Life
Community Health Centers Would Suffer Under Trumpcare
With its implicit promise to leave millions of people uninsured and to restrict abortion access so much that it's no longer a realistic option for many, the Republican answer to President Obama's Affordable Care Act could prove catastrophic for poor Americans. At the heart of both of these outcomes is the GOP's crusade against Planned Parenthood, which House Speaker Paul Ryan has said he'd like to deprive of federal money completely. Instead, the champion of the American Health Care Act (AHCA), or Trumpcare, wants to funnel those dollars into federally funded community health centers that serve low-income patients. But how would Trumpcare fund community clinics? And what would this mean for overall access to reproductive health care?
After the Republicans unveiled their much-anticipated plan to repeal and replace Obamacare in early March, it was obvious that, if eventually passed, it would dramatically reduce access to reproductive health care for many poor and rural women. That's because the architects of the AHCA aim to make it illegal for low-income patients who are insured through Medicaid to get their care at Planned Parenthood because it offers abortions, a move that would cause the organization to lose 75 percent of the $500 million it receives annually from the federal government to keep its clinics running, according to Vox. Federal funding makes up 40 percent of Planned Parenthood's overall budget.
If this were to happen, the nation's largest family planning provider would have a choice: shutter some of its locations or reduce its services (which include birth control, cancer screenings, STD tests) to recoup costs, or stop offering abortions in order to again qualify as a Medicaid-approved service.
For Ryan, an outspoken abortion opponent, that's no biggie. In fact, he believes that a health care landscape devoid of Planned Parenthood would be better, and that the nation's federally qualified health centers (FQHs) would easily pick up the slack.

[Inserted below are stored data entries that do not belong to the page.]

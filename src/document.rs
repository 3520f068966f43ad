// Document — one input file reduced to its diagnostic counts and frequency table.

use std::path::Path;

use tracing::info;

use crate::error::DistanceError;
use crate::text::source::read_lines;
use crate::text::tokenizer::{Tokenizer, TokenizerKind};
use crate::vector::frequency::FrequencyTable;

/// A processed document. Built once, read-only afterwards.
#[derive(Debug, Clone)]
pub struct Document {
    /// Display label, normally the file path
    pub label: String,
    pub line_count: usize,
    /// Total number of tokens, duplicates included
    pub word_count: usize,
    pub table: FrequencyTable,
}

impl Document {
    /// Tokenize and count already-read lines.
    pub fn from_lines(label: impl Into<String>, lines: &[String], tokenizer: &dyn Tokenizer) -> Self {
        let tokens = tokenizer.tokenize_lines(lines);
        let word_count = tokens.len();
        let table = FrequencyTable::from_tokens(tokens);

        Self {
            label: label.into(),
            line_count: lines.len(),
            word_count,
            table,
        }
    }

    /// Read `path` and build its frequency table.
    ///
    /// The read is async; tokenizing and counting run on the blocking pool.
    pub async fn load(path: &Path, kind: TokenizerKind) -> Result<Self, DistanceError> {
        let lines = read_lines(path).await?;
        let label = path.display().to_string();

        let document = tokio::task::spawn_blocking(move || {
            let tokenizer = kind.build();
            Document::from_lines(label, &lines, tokenizer.as_ref())
        })
        .await?;

        info!(
            path = %document.label,
            lines = document.line_count,
            words = document.word_count,
            distinct = document.distinct_words(),
            tokenizer = %kind,
            "Built frequency table"
        );

        Ok(document)
    }

    pub fn distinct_words(&self) -> usize {
        self.table.len()
    }

    /// True when the document produced no tokens at all.
    pub fn is_empty(&self) -> bool {
        self.word_count == 0
    }
}
// Frequency tables — the sparse vector representation of a document.
//
// Building happens in two phases. A `FrequencyCounter` accumulates counts in
// a hash map, then `freeze()` sorts the entries once by word and hands back an
// immutable `FrequencyTable`. Tables are always sorted by word in strictly
// ascending byte order with no duplicate words; the sweep in `angle` relies
// on that.

use std::collections::HashMap;

use serde::Serialize;

/// One distinct word and how many times it occurred in a document.
#[derive(Debug, Clone, PartialEq, Eq, Serialize)]
pub struct FrequencyEntry {
    pub word: String,
    pub count: u64,
}

/// Mutable accumulation phase of a frequency table.
#[derive(Debug, Default)]
pub struct FrequencyCounter {
    counts: HashMap<String, u64>,
}

impl FrequencyCounter {
    pub fn new() -> Self {
        Self::default()
    }

    /// Count one occurrence of `word`.
    pub fn add(&mut self, word: &str) {
        self.add_count(word, 1);
    }

    /// Count `n` occurrences of `word` at once. Zero is ignored.
    pub fn add_count(&mut self, word: &str, n: u64) {
        if n == 0 {
            return;
        }
        if let Some(count) = self.counts.get_mut(word) {
            *count = count.saturating_add(n);
        } else {
            self.counts.insert(word.to_string(), n);
        }
    }

    pub fn extend<I, S>(&mut self, words: I)
    where
        I: IntoIterator<Item = S>,
        S: AsRef<str>,
    {
        for word in words {
            self.add(word.as_ref());
        }
    }

    /// Sort the accumulated counts and freeze them into a table.
    pub fn freeze(self) -> FrequencyTable {
        let mut entries: Vec<FrequencyEntry> = self
            .counts
            .into_iter()
            .map(|(word, count)| FrequencyEntry { word, count })
            .collect();
        // Words are the map keys, so no two entries compare equal
        entries.sort_unstable_by(|a, b| a.word.cmp(&b.word));
        FrequencyTable { entries }
    }
}

/// Immutable, sorted, deduplicated (word, count) sequence.
#[derive(Debug, Clone, Default, PartialEq, Eq)]
pub struct FrequencyTable {
    entries: Vec<FrequencyEntry>,
}

impl FrequencyTable {
    /// Count a token sequence and freeze the result.
    pub fn from_tokens<I, S>(tokens: I) -> Self
    where
        I: IntoIterator<Item = S>,
        S: AsRef<str>,
    {
        let mut counter = FrequencyCounter::new();
        counter.extend(tokens);
        counter.freeze()
    }

    pub fn entries(&self) -> &[FrequencyEntry] {
        &self.entries
    }

    pub fn iter(&self) -> std::slice::Iter<'_, FrequencyEntry> {
        self.entries.iter()
    }

    /// Number of distinct words.
    pub fn len(&self) -> usize {
        self.entries.len()
    }

    pub fn is_empty(&self) -> bool {
        self.entries.is_empty()
    }

    /// Sum of all counts, equal to the number of tokens the table was built from.
    pub fn total_count(&self) -> u64 {
        self.entries.iter().map(|e| e.count).sum()
    }

    /// Occurrences of `word`, or 0 if it never appeared.
    pub fn count_of(&self, word: &str) -> u64 {
        self.entries
            .binary_search_by(|e| e.word.as_str().cmp(word))
            .map(|idx| self.entries[idx].count)
            .unwrap_or(0)
    }

    /// The `n` most frequent words, count descending, ties broken alphabetically.
    pub fn most_frequent(&self, n: usize) -> Vec<&FrequencyEntry> {
        let mut ranked: Vec<&FrequencyEntry> = self.entries.iter().collect();
        // Stable sort keeps the alphabetical order among equal counts
        ranked.sort_by(|a, b| b.count.cmp(&a.count));
        ranked.truncate(n);
        ranked
    }
}

impl<'a> IntoIterator for &'a FrequencyTable {
    type Item = &'a FrequencyEntry;
    type IntoIter = std::slice::Iter<'a, FrequencyEntry>;

    fn into_iter(self) -> Self::IntoIter {
        self.entries.iter()
    }
}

"We think it's better to send these dollars to those clinics that do a very good job of giving women the services they need, the preventive services, without all the controversy surrounding Planned Parenthood," he said said on the subject before the AHCA went public, according to The Hill.
But these centers, which provide care to anyone who needs it regardless of insurance status, may also struggle under the weight of the AHCA as well. According to The Hill, these facilities actually flourished under President Obama's 2010 Affordable Care Act, which gave states the option to expand Medicaid to cover more of their residents. This resulted in combined increases in revenue of about $5 billion among the nation's 1,400 FQHCs between 2013 and 2015. By contrast, the AHCA would ultimately deny about 14 million people Medicaid coverage over the next 10 years, according to The Atlantic. And a decrease in the funding sources for these community health clinics is nothing but bad news for the roughly 25 million people they currently serve.
Meanwhile, the AHCA would further erode access to abortion services, whether from Planned Parenthood or a private entity. This provision stipulates that the tax credits that would be available to Americans to make purchasing health insurance on the private market more affordable could not be applied to plans that cover the procedure, according to NPR, except in cases or rape or incest or when the pregnancy threatens the mother's life. So, although abortion would technically still be legal, it would be so expensive (especially for Medicaid recipients who wouldn't be able to use Planned Parenthood) that it would be inaccessible for many. And that's exactly what Republicans like Ryan and Vice President Pence want — badly.
Significantly, transferring Medicaid patients seeking reproductive health care from Planned Parenthood to FQHCs may not be the seamless process Ryan seems to envision. In fact, Deb Polun, government affairs and media relations director for the Community Health Center Association of Connecticut, believes the opposite to be true.
"There are a lot of services that are provided by Planned Parenthood that are not really that controversial, and health centers do provide many of those same services, but it would be extremely difficult to take on all of those patients in one fell swoop," she told The Hill in January.
With 15 percent of people who "reside in areas without other health care clinics or medical practitioners who serve low-income populations" positioned to experience restricted health care access if the AHCA were to pass (and Planned Parenthoods were to close, as the nonpartisan Congressional Budget Office recently projected), simply forcing patients to get their care elsewhere is clearly not the answer.